• **Problem details**
Beginning at the first line of the data, print each line exactly, stopping after the line that contains "let updated = (prefix[hi]".

##### Given records #####

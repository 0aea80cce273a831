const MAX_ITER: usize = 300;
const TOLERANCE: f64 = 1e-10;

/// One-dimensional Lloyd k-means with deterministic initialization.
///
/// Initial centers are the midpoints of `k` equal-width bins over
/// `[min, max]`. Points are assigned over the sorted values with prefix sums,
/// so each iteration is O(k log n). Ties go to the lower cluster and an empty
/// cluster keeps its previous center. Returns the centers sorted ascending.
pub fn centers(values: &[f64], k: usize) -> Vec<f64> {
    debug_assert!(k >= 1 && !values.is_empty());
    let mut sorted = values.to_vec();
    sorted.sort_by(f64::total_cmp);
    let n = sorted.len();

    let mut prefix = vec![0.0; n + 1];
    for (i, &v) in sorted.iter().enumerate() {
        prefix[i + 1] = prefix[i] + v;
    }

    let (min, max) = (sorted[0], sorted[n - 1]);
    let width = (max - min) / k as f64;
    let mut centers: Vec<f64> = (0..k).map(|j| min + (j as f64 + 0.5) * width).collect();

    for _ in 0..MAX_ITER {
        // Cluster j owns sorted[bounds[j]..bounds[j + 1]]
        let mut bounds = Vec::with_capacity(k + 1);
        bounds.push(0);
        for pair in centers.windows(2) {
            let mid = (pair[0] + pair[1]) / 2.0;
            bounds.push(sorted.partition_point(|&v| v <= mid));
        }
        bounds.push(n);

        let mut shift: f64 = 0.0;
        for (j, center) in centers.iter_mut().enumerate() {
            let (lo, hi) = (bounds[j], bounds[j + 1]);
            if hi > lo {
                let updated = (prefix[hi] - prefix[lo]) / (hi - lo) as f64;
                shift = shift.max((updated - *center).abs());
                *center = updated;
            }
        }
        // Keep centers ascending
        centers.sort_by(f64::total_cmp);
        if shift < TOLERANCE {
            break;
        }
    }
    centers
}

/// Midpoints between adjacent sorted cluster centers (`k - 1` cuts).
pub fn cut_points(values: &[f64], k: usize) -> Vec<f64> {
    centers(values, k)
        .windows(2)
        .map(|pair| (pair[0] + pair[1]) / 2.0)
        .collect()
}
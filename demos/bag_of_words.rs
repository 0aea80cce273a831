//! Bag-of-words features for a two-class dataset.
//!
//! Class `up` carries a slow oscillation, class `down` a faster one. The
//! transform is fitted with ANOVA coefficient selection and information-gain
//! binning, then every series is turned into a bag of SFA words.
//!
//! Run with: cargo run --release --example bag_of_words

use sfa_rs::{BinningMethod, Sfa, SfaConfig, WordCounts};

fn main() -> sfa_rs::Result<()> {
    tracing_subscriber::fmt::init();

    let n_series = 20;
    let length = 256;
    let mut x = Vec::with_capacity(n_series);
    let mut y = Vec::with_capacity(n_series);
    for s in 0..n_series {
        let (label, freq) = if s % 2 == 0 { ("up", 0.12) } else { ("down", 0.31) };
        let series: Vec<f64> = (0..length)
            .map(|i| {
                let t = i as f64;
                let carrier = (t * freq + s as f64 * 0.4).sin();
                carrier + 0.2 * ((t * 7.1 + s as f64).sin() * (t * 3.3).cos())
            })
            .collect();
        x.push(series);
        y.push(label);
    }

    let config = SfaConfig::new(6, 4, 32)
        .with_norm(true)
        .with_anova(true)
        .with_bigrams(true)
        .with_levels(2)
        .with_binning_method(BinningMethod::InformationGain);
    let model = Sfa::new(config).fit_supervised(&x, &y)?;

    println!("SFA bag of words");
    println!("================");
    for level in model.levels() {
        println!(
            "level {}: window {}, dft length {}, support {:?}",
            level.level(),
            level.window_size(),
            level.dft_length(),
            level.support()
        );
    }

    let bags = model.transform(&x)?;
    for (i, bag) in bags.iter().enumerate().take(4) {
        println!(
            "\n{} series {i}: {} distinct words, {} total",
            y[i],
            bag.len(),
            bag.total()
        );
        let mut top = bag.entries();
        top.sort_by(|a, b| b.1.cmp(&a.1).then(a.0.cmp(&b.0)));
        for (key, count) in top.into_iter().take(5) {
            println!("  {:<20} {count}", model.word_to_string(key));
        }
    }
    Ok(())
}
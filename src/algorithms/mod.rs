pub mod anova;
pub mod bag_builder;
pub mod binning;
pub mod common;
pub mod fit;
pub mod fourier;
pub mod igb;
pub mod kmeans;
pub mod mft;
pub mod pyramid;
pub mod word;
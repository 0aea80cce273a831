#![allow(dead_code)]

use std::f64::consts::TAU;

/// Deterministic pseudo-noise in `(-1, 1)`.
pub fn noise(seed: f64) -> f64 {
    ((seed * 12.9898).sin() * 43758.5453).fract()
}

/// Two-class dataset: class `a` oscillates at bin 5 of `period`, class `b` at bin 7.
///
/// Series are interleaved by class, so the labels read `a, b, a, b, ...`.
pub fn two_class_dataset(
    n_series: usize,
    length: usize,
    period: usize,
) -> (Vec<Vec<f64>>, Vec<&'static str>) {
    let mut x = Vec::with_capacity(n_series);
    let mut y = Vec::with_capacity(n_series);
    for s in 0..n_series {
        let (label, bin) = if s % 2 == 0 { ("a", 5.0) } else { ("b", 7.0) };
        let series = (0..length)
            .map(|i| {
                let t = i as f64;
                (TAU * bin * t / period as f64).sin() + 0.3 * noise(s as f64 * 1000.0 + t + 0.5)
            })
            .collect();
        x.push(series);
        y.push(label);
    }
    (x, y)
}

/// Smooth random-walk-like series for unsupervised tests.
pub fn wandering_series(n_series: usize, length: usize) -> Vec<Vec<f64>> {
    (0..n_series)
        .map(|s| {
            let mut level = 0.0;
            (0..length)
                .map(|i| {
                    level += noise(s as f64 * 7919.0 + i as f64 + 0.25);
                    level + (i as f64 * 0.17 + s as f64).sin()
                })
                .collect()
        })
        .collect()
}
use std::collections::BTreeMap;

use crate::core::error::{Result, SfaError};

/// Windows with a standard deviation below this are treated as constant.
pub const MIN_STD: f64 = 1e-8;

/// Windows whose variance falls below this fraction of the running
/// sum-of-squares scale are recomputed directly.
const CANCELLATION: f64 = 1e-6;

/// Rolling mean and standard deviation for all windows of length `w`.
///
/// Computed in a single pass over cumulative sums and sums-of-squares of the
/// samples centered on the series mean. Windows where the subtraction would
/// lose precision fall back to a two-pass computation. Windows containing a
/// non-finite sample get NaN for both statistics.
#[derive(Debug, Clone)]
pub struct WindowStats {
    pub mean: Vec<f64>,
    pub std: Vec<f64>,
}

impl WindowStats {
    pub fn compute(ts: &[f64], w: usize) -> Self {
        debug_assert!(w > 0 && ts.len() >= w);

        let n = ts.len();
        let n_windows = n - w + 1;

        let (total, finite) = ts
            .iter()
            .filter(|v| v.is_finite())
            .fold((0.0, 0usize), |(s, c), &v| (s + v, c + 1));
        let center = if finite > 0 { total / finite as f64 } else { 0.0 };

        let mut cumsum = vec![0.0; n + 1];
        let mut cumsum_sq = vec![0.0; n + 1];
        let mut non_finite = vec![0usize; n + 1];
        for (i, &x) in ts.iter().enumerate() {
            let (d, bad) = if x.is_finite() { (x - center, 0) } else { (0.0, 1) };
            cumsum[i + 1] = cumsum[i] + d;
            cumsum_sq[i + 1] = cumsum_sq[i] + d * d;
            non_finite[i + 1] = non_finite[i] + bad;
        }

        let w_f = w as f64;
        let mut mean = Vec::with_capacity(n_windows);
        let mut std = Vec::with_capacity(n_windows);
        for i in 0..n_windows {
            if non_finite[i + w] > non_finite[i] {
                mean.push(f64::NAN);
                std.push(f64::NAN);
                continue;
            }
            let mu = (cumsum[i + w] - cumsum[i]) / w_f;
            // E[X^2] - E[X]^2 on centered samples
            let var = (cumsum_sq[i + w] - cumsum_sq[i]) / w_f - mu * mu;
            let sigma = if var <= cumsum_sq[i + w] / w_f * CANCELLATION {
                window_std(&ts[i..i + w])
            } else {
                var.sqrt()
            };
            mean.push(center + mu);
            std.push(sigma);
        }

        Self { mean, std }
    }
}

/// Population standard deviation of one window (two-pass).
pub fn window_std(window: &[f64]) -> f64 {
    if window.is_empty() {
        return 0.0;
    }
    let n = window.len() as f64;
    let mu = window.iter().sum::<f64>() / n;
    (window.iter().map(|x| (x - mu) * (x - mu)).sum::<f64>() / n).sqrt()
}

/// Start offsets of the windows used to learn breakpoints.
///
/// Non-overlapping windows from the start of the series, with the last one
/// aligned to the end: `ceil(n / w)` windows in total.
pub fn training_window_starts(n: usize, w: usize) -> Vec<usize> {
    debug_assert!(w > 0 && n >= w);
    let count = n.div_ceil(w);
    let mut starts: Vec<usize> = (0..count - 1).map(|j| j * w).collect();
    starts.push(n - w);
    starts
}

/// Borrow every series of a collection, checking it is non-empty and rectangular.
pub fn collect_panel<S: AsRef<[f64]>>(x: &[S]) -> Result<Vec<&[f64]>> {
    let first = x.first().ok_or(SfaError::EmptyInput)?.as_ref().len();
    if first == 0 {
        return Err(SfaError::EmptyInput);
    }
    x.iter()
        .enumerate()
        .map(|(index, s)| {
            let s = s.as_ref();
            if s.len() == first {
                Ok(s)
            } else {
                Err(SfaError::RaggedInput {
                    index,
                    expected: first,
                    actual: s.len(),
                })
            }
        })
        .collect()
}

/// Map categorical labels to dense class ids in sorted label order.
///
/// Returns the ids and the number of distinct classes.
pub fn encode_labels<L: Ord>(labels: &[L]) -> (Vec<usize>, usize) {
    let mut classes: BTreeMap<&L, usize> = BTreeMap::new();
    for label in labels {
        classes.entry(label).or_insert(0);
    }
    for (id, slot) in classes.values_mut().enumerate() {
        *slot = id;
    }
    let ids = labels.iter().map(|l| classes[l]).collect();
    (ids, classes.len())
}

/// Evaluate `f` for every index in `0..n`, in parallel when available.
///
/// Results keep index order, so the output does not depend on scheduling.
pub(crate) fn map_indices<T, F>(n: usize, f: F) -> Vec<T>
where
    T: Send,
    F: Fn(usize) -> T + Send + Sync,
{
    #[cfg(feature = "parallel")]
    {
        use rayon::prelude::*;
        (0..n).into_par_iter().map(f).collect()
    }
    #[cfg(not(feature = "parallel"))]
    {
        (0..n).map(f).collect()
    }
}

#####

• **Solved exercise**
repository 0aea80cce273a831
const MAX_ITER: usize = 300;
const TOLERANCE: f64 = 1e-10;

/// One-dimensional Lloyd k-means with deterministic initialization.
///
/// Initial centers are the midpoints of `k` equal-width bins over
/// `[min, max]`. Points are assigned over the sorted values with prefix sums,
/// so each iteration is O(k log n). Ties go to the lower cluster and an empty
/// cluster keeps its previous center. Returns the centers sorted ascending.
pub fn centers(values: &[f64], k: usize) -> Vec<f64> {
    debug_assert!(k >= 1 && !values.is_empty());
    let mut sorted = values.to_vec();
    sorted.sort_by(f64::total_cmp);
    let n = sorted.len();

    let mut prefix = vec![0.0; n + 1];
    for (i, &v) in sorted.iter().enumerate() {
        prefix[i + 1] = prefix[i] + v;
    }

    let (min, max) = (sorted[0], sorted[n - 1]);
    let width = (max - min) / k as f64;
    let mut centers: Vec<f64> = (0..k).map(|j| min + (j as f64 + 0.5) * width).collect();

    for _ in 0..MAX_ITER {
        // Cluster j owns sorted[bounds[j]..bounds[j + 1]]
        let mut bounds = Vec::with_capacity(k + 1);
        bounds.push(0);
        for pair in centers.windows(2) {
            let mid = (pair[0] + pair[1]) / 2.0;
            bounds.push(sorted.partition_point(|&v| v <= mid));
        }
        bounds.push(n);

        let mut shift: f64 = 0.0;
        for (j, center) in centers.iter_mut().enumerate() {
            let (lo, hi) = (bounds[j], bounds[j + 1]);
            if hi > lo {
                let updated = (prefix[hi] - prefix[lo]) / (hi - lo) as f64;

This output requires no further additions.